• TRY IT
Taking the line that contains "pub const NOT_FOUND: &str" as the starting point, give again exactly every line up to and including the last line of the records below.

______________________________

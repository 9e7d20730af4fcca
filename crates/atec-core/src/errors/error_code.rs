//! AtecErrorCode trait for boundary conversion.

/// Trait for converting ATEC errors to stable error code strings.
/// The HTTP boundary maps these to status codes
/// (`NOT_FOUND` → 404, `NO_DATA` → 422, `DEPENDENCY_FAILED` → 503).
pub trait AtecErrorCode {
    /// Returns the error code string (e.g., "NOT_FOUND").
    fn error_code(&self) -> &'static str;

    /// Returns the formatted boundary string: `[ERROR_CODE] message`.
    fn boundary_string(&self) -> String
    where
        Self: std::fmt::Display,
    {
        format!("[{}] {}", self.error_code(), self)
    }
}

// Error code constants for the service boundary.
pub const NOT_FOUND: &str = "NOT_FOUND";
pub const NO_DATA: &str = "NO_DATA";
pub const DEPENDENCY_FAILED: &str = "DEPENDENCY_FAILED";
pub const STORAGE_ERROR: &str = "STORAGE_ERROR";
pub const DB_BUSY: &str = "DB_BUSY";
pub const MIGRATION_FAILED: &str = "MIGRATION_FAILED";
pub const CONFIG_ERROR: &str = "CONFIG_ERROR";
//! Error handling for ATEC.
//! One error enum per subsystem, `thiserror` only.

pub mod atec_error;
pub mod config_error;
pub mod error_code;
pub mod storage_error;

pub use atec_error::{AtecError, AtecResult};
pub use config_error::ConfigError;
pub use error_code::AtecErrorCode;
pub use storage_error::StorageError;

______________________________

• THE COMPLETED TASK
pub const NOT_FOUND: &str = "NOT_FOUND";
pub const NO_DATA: &str = "NO_DATA";
pub const DEPENDENCY_FAILED: &str = "DEPENDENCY_FAILED";
pub const STORAGE_ERROR: &str = "STORAGE_ERROR";
pub const DB_BUSY: &str = "DB_BUSY";
pub const MIGRATION_FAILED: &str = "MIGRATION_FAILED";
pub const CONFIG_ERROR: &str = "CONFIG_ERROR";
//! Error handling for ATEC.
//! One error enum per subsystem, `thiserror` only.

pub mod atec_error;
pub mod config_error;
pub mod error_code;
pub mod storage_error;

pub use atec_error::{AtecError, AtecResult};
pub use config_error::ConfigError;
pub use error_code::AtecErrorCode;
pub use storage_error::StorageError;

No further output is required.